→ **What to work on**
Pull every line holding the string "jurídica" from the records below.

*** Exercise input ***

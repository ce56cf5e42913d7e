//! Modelo de Client
//!
//! Cliente persona física (INDIVIDUAL) o jurídica (COMPANY). El campo
//! `doc_status` es derivado: se recalcula en cada escritura con
//! `services::document_status::classify_client`.

use chrono::{DateTime, NaiveDate, Utc};
use serde::{Deserialize, Serialize};
use sqlx::{FromRow, Type};
use uuid::Uuid;

/// Tipo de cliente - mapea al ENUM client_type
#[derive(Debug, Clone, Copy, Serialize, Deserialize, Type, PartialEq, Eq, Hash)]
#[sqlx(type_name = "client_type", rename_all = "SCREAMING_SNAKE_CASE")]
#[serde(rename_all = "SCREAMING_SNAKE_CASE")]
pub enum ClientType {
    Individual,
    Company,
}

/// Completitud del registro - mapea al ENUM doc_status
#[derive(Debug, Clone, Copy, Serialize, Deserialize, Type, PartialEq, Eq, Hash)]
#[sqlx(type_name = "doc_status", rename_all = "SCREAMING_SNAKE_CASE")]
#[serde(rename_all = "SCREAMING_SNAKE_CASE")]
pub enum DocStatus {
    Pending,
    InProgress,
    Completed,
}

/// Client principal - mapea a la tabla clients
#[derive(Debug, Clone, Serialize, Deserialize, FromRow, PartialEq)]
pub struct Client {
    pub id: Uuid,
    pub client_type: ClientType,
    /// Nombre completo o razón social
    pub name: Option<String>,
    /// CPF o CNPJ
    pub tax_id: Option<String>,

    // Contacto
    pub email: Option<String>,
    pub phone: Option<String>,
    pub secondary_phone: Option<String>,
    pub zip_code: Option<String>,
    pub street: Option<String>,
    pub number: Option<String>,
    pub complement: Option<String>,
    pub neighborhood: Option<String>,
    pub city: Option<String>,
    pub state: Option<String>,

    // Persona física
    pub rg: Option<String>,
    pub birth_date: Option<NaiveDate>,
    pub marital_status: Option<String>,
    pub profession: Option<String>,
    pub license_number: Option<String>,
    pub license_expiration: Option<NaiveDate>,

    // Persona jurídica
    pub trade_name: Option<String>,
    pub contact_name: Option<String>,
    pub state_registration: Option<String>,

    pub notes: Option<String>,
    pub avatar_url: Option<String>,
    pub doc_status: DocStatus,
    pub created_at: DateTime<Utc>,
    pub updated_at: DateTime<Utc>,
}

impl Client {
    /// Cliente vacío del tipo indicado, con `doc_status` PENDING
    pub fn new(client_type: ClientType) -> Self {
        let now = Utc::now();
        Self {
            id: Uuid::new_v4(),
            client_type,
            name: None,
            tax_id: None,
            email: None,
            phone: None,
            secondary_phone: None,
            zip_code: None,
            street: None,
            number: None,
            complement: None,
            neighborhood: None,
            city: None,
            state: None,
            rg: None,
            birth_date: None,
            marital_status: None,
            profession: None,
            license_number: None,
            license_expiration: None,
            trade_name: None,
            contact_name: None,
            state_registration: None,
            notes: None,
            avatar_url: None,
            doc_status: DocStatus::Pending,
            created_at: now,
            updated_at: now,
        }
    }

    /// Nombre para listados y alertas
    pub fn display_name(&self) -> String {
        self.name
            .clone()
            .or_else(|| self.trade_name.clone())
            .unwrap_or_else(|| "(sem nome)".to_string())
    }
}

*** End of Exercise input ***

→ **Task output**
//! Cliente persona física (INDIVIDUAL) o jurídica (COMPANY). El campo
    // Persona jurídica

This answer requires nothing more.